* Prompt
Below are lines of data; restate word for word those running from the line containing "assert!(close(inner.y, 112.0));" to the line containing "in pixel space", inclusive, and no others.

* Saved data entries
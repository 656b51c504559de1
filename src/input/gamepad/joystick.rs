//! Virtual analog joystick
//!
//! Made of an inner knob and an outer ring. The inner region's position is the
//! anchor: presses within `radius` of it (tested against the bounding square,
//! not the circle) claim the stick, and every subsequent move from the same
//! contact is measured relative to it.

use tracing::trace;

use super::normalize::{clamp_to_radius, joystick_direction};
use crate::geometry::{Rect, TexCoords, Vector2};
use crate::input::touch::ContactId;

/// One on-screen joystick
#[derive(Debug, Clone)]
pub struct VirtualJoystick {
    index: usize,
    region_inner: Rect,
    region_outer: Rect,
    radius: f32,
    inner_image: Option<TexCoords>,
    outer_image: Option<TexCoords>,
    displacement: Vector2,
    direction: Vector2,
    owner: Option<ContactId>,
    configured: bool,
}

impl VirtualJoystick {
    /// Create an unconfigured, idle joystick
    pub fn new(index: usize) -> Self {
        Self {
            index,
            region_inner: Rect::ZERO,
            region_outer: Rect::ZERO,
            radius: 0.0,
            inner_image: None,
            outer_image: None,
            displacement: Vector2::ZERO,
            direction: Vector2::ZERO,
            owner: None,
            configured: false,
        }
    }

    /// Set both regions, optional artwork and the travel radius.
    ///
    /// # Panics
    /// If `radius` is not a positive finite number.
    pub fn configure(
        &mut self,
        region_inner: Rect,
        inner_image: Option<TexCoords>,
        region_outer: Rect,
        outer_image: Option<TexCoords>,
        radius: f32,
    ) {
        assert!(
            radius.is_finite() && radius > 0.0,
            "joystick {} radius must be positive, got {}",
            self.index,
            radius
        );

        self.region_inner = region_inner;
        self.region_outer = region_outer;
        self.radius = radius;
        if inner_image.is_some() {
            self.inner_image = inner_image;
        }
        if outer_image.is_some() {
            self.outer_image = outer_image;
        }
        self.configured = true;
    }

    pub fn index(&self) -> usize {
        self.index
    }

    pub fn radius(&self) -> f32 {
        self.radius
    }

    pub fn region_inner(&self) -> Rect {
        self.region_inner
    }

    pub fn region_outer(&self) -> Rect {
        self.region_outer
    }

    pub fn owner(&self) -> Option<ContactId> {
        self.owner
    }

    pub fn is_active(&self) -> bool {
        self.owner.is_some()
    }

    pub fn is_configured(&self) -> bool {
        self.configured
    }

    /// Raw pixel offset of the owning contact from the anchor
    pub fn displacement(&self) -> Vector2 {
        self.displacement
    }

    /// Bounded analog output, y positive up, `|direction| <= 1`
    pub fn direction(&self) -> Vector2 {
        self.direction
    }

    fn anchor(&self) -> Vector2 {
        Vector2::new(self.region_inner.x, self.region_inner.y)
    }

    /// Square of half-width `radius` around the anchor
    pub fn activation_test(&self, x: f32, y: f32) -> bool {
        let a = self.anchor();
        x >= a.x - self.radius && x <= a.x + self.radius && y >= a.y - self.radius && y <= a.y + self.radius
    }

    /// Claim the stick if it is free and the point lies in the activation zone.
    ///
    /// The press point itself does not move the stick; that takes a move.
    pub fn on_press(&mut self, x: f32, y: f32, contact: ContactId) -> bool {
        if self.owner.is_some() || !self.activation_test(x, y) {
            return false;
        }

        self.owner = Some(contact);
        self.displacement = Vector2::ZERO;
        self.direction = Vector2::ZERO;
        trace!("Joystick {} grabbed by contact {}", self.index, contact);
        true
    }

    /// Track the owner's finger. Other contacts are ignored.
    pub fn on_move(&mut self, x: f32, y: f32, contact: ContactId) -> bool {
        if self.owner != Some(contact) {
            return false;
        }

        let anchor = self.anchor();
        let dx = x - anchor.x;
        let dy = y - anchor.y;

        self.displacement = Vector2::new(dx, dy);
        self.direction = joystick_direction(dx, dy, self.radius);
        true
    }

    /// Let go if `contact` is the owner, recentering the stick
    pub fn on_release(&mut self, contact: ContactId) -> bool {
        if self.owner != Some(contact) {
            return false;
        }

        self.owner = None;
        self.displacement = Vector2::ZERO;
        self.direction = Vector2::ZERO;
        trace!("Joystick {} released by contact {}", self.index, contact);
        true
    }

    /// Where to draw the outer ring, if it has artwork
    pub fn outer_sprite(&self) -> Option<(Rect, TexCoords)> {
        let image = self.outer_image?;
        let r = self.region_outer;
        Some((r.centered_on(r.x, r.y), image))
    }

    /// Where to draw the knob, if it has artwork: the anchor offset by the
    /// displacement clamped to the travel circle
    pub fn inner_sprite(&self) -> Option<(Rect, TexCoords)> {
        let image = self.inner_image?;
        let offset = clamp_to_radius(self.displacement.x, self.displacement.y, self.radius);
        let center = self.anchor() + offset;
        Some((self.region_inner.centered_on(center.x, center.y), image))
    }
}

#[cfg(test)]
mod tests {
    use super::*;

    fn close(a: f32, b: f32) -> bool {
        (a - b).abs() < 1e-5
    }

    fn stick() -> VirtualJoystick {
        let mut j = VirtualJoystick::new(0);
        j.configure(
            Rect::new(100.0, 100.0, 16.0, 16.0),
            Some(TexCoords::new(0.0, 1.0, 0.25, 0.75)),
            Rect::new(100.0, 100.0, 48.0, 48.0),
            Some(TexCoords::new(0.25, 1.0, 0.75, 0.5)),
            20.0,
        );
        j
    }

    #[test]
    fn test_press_move_release_cycle() {
        let mut j = stick();
        let c = ContactId(2);

        assert!(j.on_press(105.0, 105.0, c));
        assert!(j.is_active());
        assert_eq!(j.displacement(), Vector2::ZERO);
        assert_eq!(j.direction(), Vector2::ZERO);

        assert!(j.on_move(110.0, 100.0, c));
        assert_eq!(j.displacement(), Vector2::new(10.0, 0.0));
        assert!(close(j.direction().x, 0.5));
        assert!(close(j.direction().y, 0.0));

        assert!(j.on_move(140.0, 100.0, c));
        assert_eq!(j.displacement(), Vector2::new(40.0, 0.0));
        assert!(close(j.direction().x, 1.0));

        assert!(j.on_release(c));
        assert!(!j.is_active());
        assert_eq!(j.displacement(), Vector2::ZERO);
        assert_eq!(j.direction(), Vector2::ZERO);
    }

    #[test]
    fn test_activation_square_corners() {
        let j = stick();
        // Corner of the bounding square is outside the circle but still counts
        assert!(j.activation_test(120.0, 120.0));
        assert!(j.activation_test(80.0, 80.0));
        assert!(!j.activation_test(120.5, 100.0));
    }

    #[test]
    fn test_move_from_stranger_ignored() {
        let mut j = stick();
        j.on_press(100.0, 100.0, ContactId(0));
        assert!(!j.on_move(140.0, 100.0, ContactId(1)));
        assert_eq!(j.direction(), Vector2::ZERO);
    }

    #[test]
    fn test_move_without_press_ignored() {
        let mut j = stick();
        assert!(!j.on_move(110.0, 100.0, ContactId(0)));
        assert!(!j.is_active());
    }

    #[test]
    fn test_second_press_does_not_reset() {
        let mut j = stick();
        j.on_press(100.0, 100.0, ContactId(0));
        j.on_move(110.0, 100.0, ContactId(0));
        assert!(!j.on_press(100.0, 100.0, ContactId(1)));
        assert_eq!(j.displacement(), Vector2::new(10.0, 0.0));
        assert_eq!(j.owner(), Some(ContactId(0)));
    }

    #[test]
    #[should_panic(expected = "radius must be positive")]
    fn test_zero_radius_panics() {
        let mut j = VirtualJoystick::new(3);
        j.configure(Rect::ZERO, None, Rect::ZERO, None, 0.0);
    }

    #[test]
    fn test_sprites_are_center_anchored() {
        let mut j = stick();
        let (outer, _) = j.outer_sprite().unwrap();
        assert_eq!(outer, Rect::new(76.0, 76.0, 48.0, 48.0));

        let (inner, _) = j.inner_sprite().unwrap();
        assert_eq!(inner, Rect::new(92.0, 92.0, 16.0, 16.0));

        // Knob follows the finger, but stops at the rim
        j.on_press(100.0, 100.0, ContactId(0));
        j.on_move(110.0, 100.0, ContactId(0));
        let (inner, _) = j.inner_sprite().unwrap();
        assert_eq!(inner, Rect::new(102.0, 92.0, 16.0, 16.0));

        j.on_move(100.0, 300.0, ContactId(0));
        let (inner, _) = j.inner_sprite().unwrap();
        assert!(close(inner.x, 92.0));
        assert!(close(inner.y, 112.0));
    }

    #[test]
    fn test_no_artwork_no_sprites() {
        let mut j = VirtualJoystick::new(0);
        j.configure(Rect::ZERO, None, Rect::ZERO, None, 10.0);
        assert!(j.outer_sprite().is_none());
        assert!(j.inner_sprite().is_none());
    }
}
//! Geometry primitives shared by controls, atlas and renderer
//!
//! All positions are in screen space: origin top-left, y grows downward.

use serde::{Deserialize, Serialize};
use std::ops::{Add, Mul, Sub};

/// Axis-aligned rectangle in pixel space
#[derive(Debug, Clone, Copy, Default, PartialEq, Serialize, Deserialize)]
pub struct Rect {
    pub x: f32,
    pub y: f32,
    pub width: f32,
    pub height: f32,
}

impl Rect {
    pub const ZERO: Rect = Rect { x: 0.0, y: 0.0, width: 0.0, height: 0.0 };

    pub const fn new(x: f32, y: f32, width: f32, height: f32) -> Self {
        Self { x, y, width, height }
    }

    /// Inclusive on all four edges: a point on `x + width` is inside.
    pub fn contains(&self, x: f32, y: f32) -> bool {
        x >= self.x && x <= self.x + self.width && y >= self.y && y <= self.y + self.height
    }

    /// Same rectangle with its position moved so `(x, y)` denotes the center
    pub fn centered_on(&self, x: f32, y: f32) -> Rect {
        Rect {
            x: x - self.width * 0.5,
            y: y - self.height * 0.5,
            width: self.width,
            height: self.height,
        }
    }
}

/// 2D vector used for joystick displacement and direction
#[derive(Debug, Clone, Copy, Default, PartialEq, Serialize, Deserialize)]
pub struct Vector2 {
    pub x: f32,
    pub y: f32,
}

impl Vector2 {
    pub const ZERO: Vector2 = Vector2 { x: 0.0, y: 0.0 };

    pub const fn new(x: f32, y: f32) -> Self {
        Self { x, y }
    }

    pub fn length_squared(&self) -> f32 {
        self.x * self.x + self.y * self.y
    }

    pub fn length(&self) -> f32 {
        self.length_squared().sqrt()
    }

    /// Unit vector in the same direction; the zero vector stays zero
    pub fn normalize(&self) -> Vector2 {
        let len = self.length();
        if len > 0.0 {
            Vector2 { x: self.x / len, y: self.y / len }
        } else {
            Vector2::ZERO
        }
    }

    pub fn scale(&self, factor: f32) -> Vector2 {
        Vector2 { x: self.x * factor, y: self.y * factor }
    }

    pub fn is_zero(&self) -> bool {
        self.x == 0.0 && self.y == 0.0
    }
}

impl Add for Vector2 {
    type Output = Vector2;

    fn add(self, other: Vector2) -> Vector2 {
        Vector2 { x: self.x + other.x, y: self.y + other.y }
    }
}

impl Sub for Vector2 {
    type Output = Vector2;

    fn sub(self, other: Vector2) -> Vector2 {
        Vector2 { x: self.x - other.x, y: self.y - other.y }
    }
}

impl Mul<f32> for Vector2 {
    type Output = Vector2;

    fn mul(self, scalar: f32) -> Vector2 {
        self.scale(scalar)
    }
}

/// Normalized texture coordinates of one atlas region
///
/// The atlas origin is bottom-left, so `v2 < v1` for any region with height.
#[derive(Debug, Clone, Copy, Default, PartialEq, Serialize, Deserialize)]
pub struct TexCoords {
    pub u1: f32,
    pub v1: f32,
    pub u2: f32,
    pub v2: f32,
}

impl TexCoords {
    pub const fn new(u1: f32, v1: f32, u2: f32, v2: f32) -> Self {
        Self { u1, v1, u2, v2 }
    }
}

#[cfg(test)]
mod tests {
    use super::*;

    #[test]
    fn test_rect_contains_is_edge_inclusive() {
        let r = Rect::new(0.0, 0.0, 50.0, 50.0);
        assert!(r.contains(0.0, 0.0));
        assert!(r.contains(50.0, 50.0));
        assert!(r.contains(50.0, 25.0));
        assert!(!r.contains(50.01, 25.0));
        assert!(!r.contains(-0.01, 25.0));
    }

    #[test]
    fn test_zero_rect_contains_only_its_origin() {
        let r = Rect::ZERO;
        assert!(r.contains(0.0, 0.0));
        assert!(!r.contains(1.0, 0.0));
    }

    #[test]
    fn test_centered_on() {
        let r = Rect::new(0.0, 0.0, 20.0, 10.0).centered_on(100.0, 100.0);
        assert_eq!(r, Rect::new(90.0, 95.0, 20.0, 10.0));
    }

    #[test]
    fn test_normalize() {
        let v = Vector2::new(3.0, 4.0).normalize();
        assert!((v.x - 0.6).abs() < 1e-6);
        assert!((v.y - 0.8).abs() < 1e-6);
        assert_eq!(Vector2::ZERO.normalize(), Vector2::ZERO);
    }

    #[test]
    fn test_vector_ops() {
        let a = Vector2::new(1.0, 2.0);
        let b = Vector2::new(3.0, -1.0);
        assert_eq!(a + b, Vector2::new(4.0, 1.0));
        assert_eq!(b - a, Vector2::new(2.0, -3.0));
        assert_eq!(a * 2.0, Vector2::new(2.0, 4.0));
        assert_eq!(Vector2::new(3.0, 4.0).length(), 5.0);
    }
}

* Solution
        assert!(close(inner.y, 112.0));
    }

    #[test]
    fn test_no_artwork_no_sprites() {
        let mut j = VirtualJoystick::new(0);
        j.configure(Rect::ZERO, None, Rect::ZERO, None, 10.0);
        assert!(j.outer_sprite().is_none());
        assert!(j.inner_sprite().is_none());
    }
}
//! Geometry primitives shared by controls, atlas and renderer
//!
//! All positions are in screen space: origin top-left, y grows downward.

use serde::{Deserialize, Serialize};
use std::ops::{Add, Mul, Sub};

/// Axis-aligned rectangle in pixel space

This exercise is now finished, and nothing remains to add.